# Klaxon horn fix?



## gasser78 (Dec 20, 2017)

Hello I just picked up this klaxon horn off eBay. The seller said it worked but needs some adjustment. I took it apart and everything seemed good except the large wheel spun freely. Is it supposed to be pinned somehow to the brass sprocket?

Thanks in advance.

Alex


----------



## gasser78 (Dec 28, 2017)

Does anyone have the same horn that they can take apart so I can see what the part is supposed to look like?

Thanks.


----------



## bricycle (Dec 28, 2017)

if the big wheel is spinning next to the brass gear(should spin along with it), maybe try soldering it to the gear, or cement with Gorilla glue, or mar-tex, PC-7 or similar epoxies.


----------



## gasser78 (Dec 28, 2017)

bricycle said:


> if the big wheel is spinning next to the brass gear(should spin along with it), maybe try soldering it to the gear, or cement with Gorilla glue, or mar-tex, PC-7 or similar epoxies.



Thanks [emoji106] I did try and solder it but the solder broke loose after a couple pushes of the plunger. I'll have to try a stronger epoxy maybe JB weld?


----------



## bricycle (Dec 28, 2017)

gasser78 said:


> Thanks [emoji106] I did try and solder it but the solder broke loose after a couple pushes of the plunger. I'll have to try a stronger epoxy maybe JB weld?View attachment 729939




Yea, you'd have to heat her up pretty hot, use non-electrical solder with paste or liquid flux.


----------



## 2jakes (Dec 28, 2017)

gasser78 said:


> Does anyone have the same horn that they can take apart so I can see what the part is supposed to look like?
> 
> Thanks.



I have one similar to yours and what you have is complete but as you already know, the brass gear has become loose from
the pin.



On the left side is the small end of the "brass" gear with the other end being the larger part that connects to the other gears below.

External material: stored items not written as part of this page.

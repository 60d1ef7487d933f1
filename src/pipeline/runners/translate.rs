use async_trait::async_trait;
use futures::StreamExt;
use log::{debug, info, warn};
use std::sync::Arc;

use super::{StageContext, StageOutput, StageRunner};
use crate::errors::StageError;
use crate::pipeline::stage::Stage;
use crate::translation::batch::{plan_batches, BatchLimits, BatchTranslator, TranslationSource, WorkItem};

/// Translates every paragraph of the job that has no translation yet
pub struct TranslateRunner {
    translator: Arc<BatchTranslator>,
    limits: BatchLimits,
}

impl TranslateRunner {
    pub fn new(translator: Arc<BatchTranslator>, limits: BatchLimits) -> Self {
        Self { translator, limits }
    }
}

#[async_trait]
impl StageRunner for TranslateRunner {
    fn stage(&self) -> Stage {
        Stage::Translating
    }

    async fn run(&self, ctx: &StageContext) -> Result<StageOutput, StageError> {
        ctx.check_cancelled()?;
        let job_id = ctx.job.id.as_str();

        let paragraphs = ctx.repo.get_paragraphs(job_id).await?;
        let total = paragraphs.len();
        if total == 0 {
            return Err(StageError::fatal("no paragraphs to translate"));
        }

        // Paragraphs translated by an earlier run are kept as they are
        let pending: Vec<WorkItem> = paragraphs
            .into_iter()
            .filter(|p| p.translated_text.is_none())
            .map(|p| WorkItem {
                key: p.id,
                fingerprint: p.fingerprint,
                text: p.source_text,
            })
            .collect();
        let mut translated = total - pending.len();
        ctx.progress
            .update(
                translated as f64 / total as f64,
                Some(format!("{}/{} paragraphs translated", translated, total)),
            )
            .await?;

        let texts: Vec<&str> = pending.iter().map(|item| item.text.as_str()).collect();
        let batches: Vec<Vec<WorkItem>> = plan_batches(&texts, &self.limits)
            .into_iter()
            .map(|range| pending[range].to_vec())
            .collect();
        info!(
            "Job {}: {} of {} paragraphs pending in {} batches",
            job_id,
            pending.len(),
            total,
            batches.len()
        );

        let mut outcomes = Box::pin(self.translator.translate_batches(
            batches,
            ctx.job.source_language.clone(),
            ctx.job.target_language.clone(),
            ctx.cancel.clone(),
        ));

        let mut client_calls = 0;
        let mut cache_hits = 0;
        let mut deferred: Option<StageError> = None;

        while let Some(result) = outcomes.next().await {
            match result {
                Ok(outcome) => {
                    // Results that arrive after cancellation are dropped
                    ctx.check_cancelled()?;

                    client_calls += outcome.client_calls;
                    cache_hits += outcome
                        .translations
                        .iter()
                        .filter(|(_, _, source)| *source == TranslationSource::Cache)
                        .count();

                    let updates: Vec<(i64, String)> = outcome
                        .translations
                        .into_iter()
                        .map(|(key, text, _)| (key, text))
                        .collect();
                    translated += ctx.repo.apply_translations(job_id, updates).await?;

                    debug!("Job {}: batch {} applied", job_id, outcome.batch_index + 1);
                    ctx.progress
                        .update(
                            translated as f64 / total as f64,
                            Some(format!("{}/{} paragraphs translated", translated, total)),
                        )
                        .await?;
                }
                Err(StageError::Retryable(message)) => {
                    // Finish the other batches so a retry only redoes this one
                    warn!("Job {}: batch failed after retries: {}", job_id, message);
                    deferred.get_or_insert(StageError::Retryable(message));
                }
                Err(error) => return Err(error),
            }
        }

        if let Some(error) = deferred {
            return Err(error);
        }

        let (total, done) = ctx.repo.paragraph_counts(job_id).await?;
        if done < total {
            return Err(StageError::fatal(format!(
                "{} of {} paragraphs are still untranslated",
                total - done,
                total
            )));
        }

        info!(
            "Job {}: translated {} paragraphs ({} from cache, {} client calls)",
            job_id, total, cache_hits, client_calls
        );
        Ok(StageOutput::detail(format!(
            "{} paragraphs translated, {} client calls",
            total, client_calls
        )))
    }
}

You need to apply the JB Weld to the inside of the brass gear which means you have to disassemble the parts.

The long pin which runs through the brass gear from one end of the horn to the other end
has been installed with small rivets.

If you are able to remove the rivets to disassemble the pin from the gear to apply the JB Weld where it needs it
the most, then put it back...you won't have no problem. I'm not too knowledgeable with riveting.
The reason you need to apply the JB inside the gear is because of the constant force when you punch on the lever
to make the "sound".
Applying on the outside of the brass gear will only hold it in place for a short duration.
Did you know that the horn was not working before you bought it?


----------



## gasser78 (Dec 28, 2017)

2jakes said:


> I have one similar to yours and what you have is complete but as you already know, the brass gear has become loose from
> the pin.
> View attachment 730017
> On the left side is the small end of the "brass" gear with the other end being the larger part that connects to the other gears below.
> ...



Thanks for the advice. In the description it said that the horn merely needed some adjustment. When I took it apart I noticed it was nicely lubricated so I'm sure the seller knew the issue. Either way I'm stuck with it now and hope I can just fix it. I had some 2 part 4 minute epoxy laying around so I gave it a go. I made sure to get some between the worn brass sprocket and the large gear. Hope it holds.


----------



## bricycle (Dec 28, 2017)

she looks pretty new inside, wheel included!


----------



## gasser78 (Dec 29, 2017)

bricycle said:


> she looks pretty new inside, wheel included!



I was surprised how great it looks, totally disappointed that it wasn't as simple as needing some adjustment. I wouldn't be surprised if it was functional until they adjusted the front screw. I can see someone over tightening it and damaging the mechanism.


----------



## bricycle (Dec 29, 2017)

gasser78 said:


> I was surprised how great it looks, totally disappointed that it wasn't as simple as needing some adjustment. I wouldn't be surprised if it was functional until they adjusted the front screw. I can see someone over tightening it and damaging the mechanism.




Exactly what I was thinking!


----------